Le jugement qui devait résulter de cette nouvelle procédure fut prononcé le 5 décembre 1821. Sur la déclaration du jury de jugement de la Loire, portant que Rispal et Galland n'étaient pas coupables de l'homicide qui leur était imputé, M. Reyre, conseiller à la Cour royale de Lyon, président des assises, prononça, après huit jours de débats, la mise en liberté de ces deux intéressantes victimes d'un faux témoignage. Ce magistrat leur adressa les paroles suivantes:

«Vous fûtes victimes d'une erreur judiciaire dont la justice a à gémir profondément, et c'est par la justice elle-même qu'elle vient d'être réparée, autant qu'elle pouvait l'être.

«La société à qui vous fûtes si cruellement arrachés, va vous recueillir avec tout l'intérêt que peut être digne d'inspirer l'innocence trop long-temps méconnue. En rentrant dans son sein, abjurez, étouffez s'il se peut, par intérêt pour votre repos, les ressentimens que d'amers souvenirs pourraient nourrir ou éveiller dans votre cœur. Ne songez qu'à bénir le ciel de ce qu'il a appelé à votre secours des défenseurs si nobles, si généreux, et de ce qu'il a éclairé la justice des hommes. Bénissez-le aussi sans cesse de ce que votre sort rigoureux s'est trouvé uni à celui de deux femmes, vrais modèles de leur sexe, qui par leur tendresse pour vous, par leur courage, leur constance tout-à-fait héroïque, vous ont aidé si puissamment à sortir purs et sans tache du tombeau où vous étiez comme ensevelis..... Dans ce jour, va commencer pour vous, en quelque sorte, une nouvelle vie, et l'horrible épreuve que vous avez subie s'est trop prolongée pour que votre ruine n'en ait pas été la suite inévitable. Mais il vous est permis d'élever vos vœux, vos espérances vers d'augustes mains, qui ne laissent presque pas passer un seul jour sans sécher quelques larmes, sans répandre quelques bienfaits sur le malheur.

«Après tant de maux que vous avez soufferts, vous ne pouvez que mériter d'une manière toute spéciale, la protection du gouvernement, et ce ne sera pas en vain qu'il attirera sur vous, sur vos enfans, les regards paternels du meilleur des rois».

On ne pourrait qu'exprimer faiblement la vive sympathie, l'intérêt universel que l'infortune de Galland et de Rispal avait excités. Les juges, les jurés, le public s'empressèrent de le témoigner, en envoyant leur offrande au notaire qui avait ouvert une souscription à Montbrison pour ces malheureux. La femme de Galland était morte le 14 décembre à Montbrison, après dix-sept jours de maladie.
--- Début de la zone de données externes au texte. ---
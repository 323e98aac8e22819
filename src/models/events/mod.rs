use chrono::{DateTime, Utc};
use serde::{Deserialize, Serialize};
use ts_rs::TS;

use crate::models::common::deserialize_optional_i64;

#[derive(Debug, Clone, Serialize, Deserialize, TS)]
#[ts(export, export_to = "event.ts")]
pub struct Event {
    pub id: i64,
    pub class_id: Option<i64>,
    pub created_by: i64,
    pub title: String,
    pub description: Option<String>,
    pub location: Option<String>,
    pub starts_at: DateTime<Utc>,
    pub ends_at: DateTime<Utc>,
    pub created_at: DateTime<Utc>,
}

#[derive(Debug, Deserialize, TS)]
#[ts(export, export_to = "event.ts")]
pub struct CreateEventRequest {
    pub class_id: Option<i64>,
    pub title: String,
    pub description: Option<String>,
    pub location: Option<String>,
    pub starts_at: DateTime<Utc>,
    pub ends_at: DateTime<Utc>,
}

#[derive(Debug, Default, Deserialize, TS)]
#[ts(export, export_to = "event.ts")]
pub struct UpdateEventRequest {
    pub title: Option<String>,
    pub description: Option<String>,
    pub location: Option<String>,
    pub starts_at: Option<DateTime<Utc>>,
    pub ends_at: Option<DateTime<Utc>>,
}

#[derive(Debug, Clone)]
pub struct NewEvent {
    pub class_id: Option<i64>,
    pub created_by: i64,
    pub title: String,
    pub description: Option<String>,
    pub location: Option<String>,
    pub starts_at: DateTime<Utc>,
    pub ends_at: DateTime<Utc>,
}

#[derive(Debug, Clone, Default, Deserialize, TS)]
#[ts(export, export_to = "event.ts")]
pub struct EventListParams {
    pub from: Option<DateTime<Utc>>,
    pub to: Option<DateTime<Utc>>,
    #[serde(default, deserialize_with = "deserialize_optional_i64")]
    pub class_id: Option<i64>,
}

/// 存储层日程查询
#[derive(Debug, Clone, Default)]
pub struct EventQuery {
    pub from: Option<DateTime<Utc>>,
    pub to: Option<DateTime<Utc>>,
    /// None 表示不限制班级（管理员）；Some 表示全局日程加这些班级
    pub class_ids: Option<Vec<i64>>,
}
Elle n'avait pu assister aux débats que le premier jour.

Le roi (Louis XVIII) voulant réparer, autant que possible, le tort que Rispal avait éprouvé par suite de cette erreur judiciaire, accorda à madame Rispal une pension de trois cents francs.

Nous nous faisons un vrai plaisir de signaler ici le zèle et le désintéressement des avocats qui embrassèrent la défense des deux infortunés beaux-frères. Me Montellier, leur infatigable défenseur, mérite surtout le tribut de nos éloges et la reconnaissance de l'humanité. Il ne négligea rien pour faire éclater l'innocence de ses cliens; démarches actives, conseils éclairés, consultations de médecins et avocats célèbres, tout fut mis en usage par lui pour parvenir à son noble but, et rien ne put rebuter sa persévérance généreuse. Aussi reçut-il la récompense de sa belle conduite; la libération de Rispal et de Galland était en grande partie son œuvre: il en a partagé l'honneur, et il y a joint cette intime et douce satisfaction, qui est le prix le plus précieux de toute bonne action.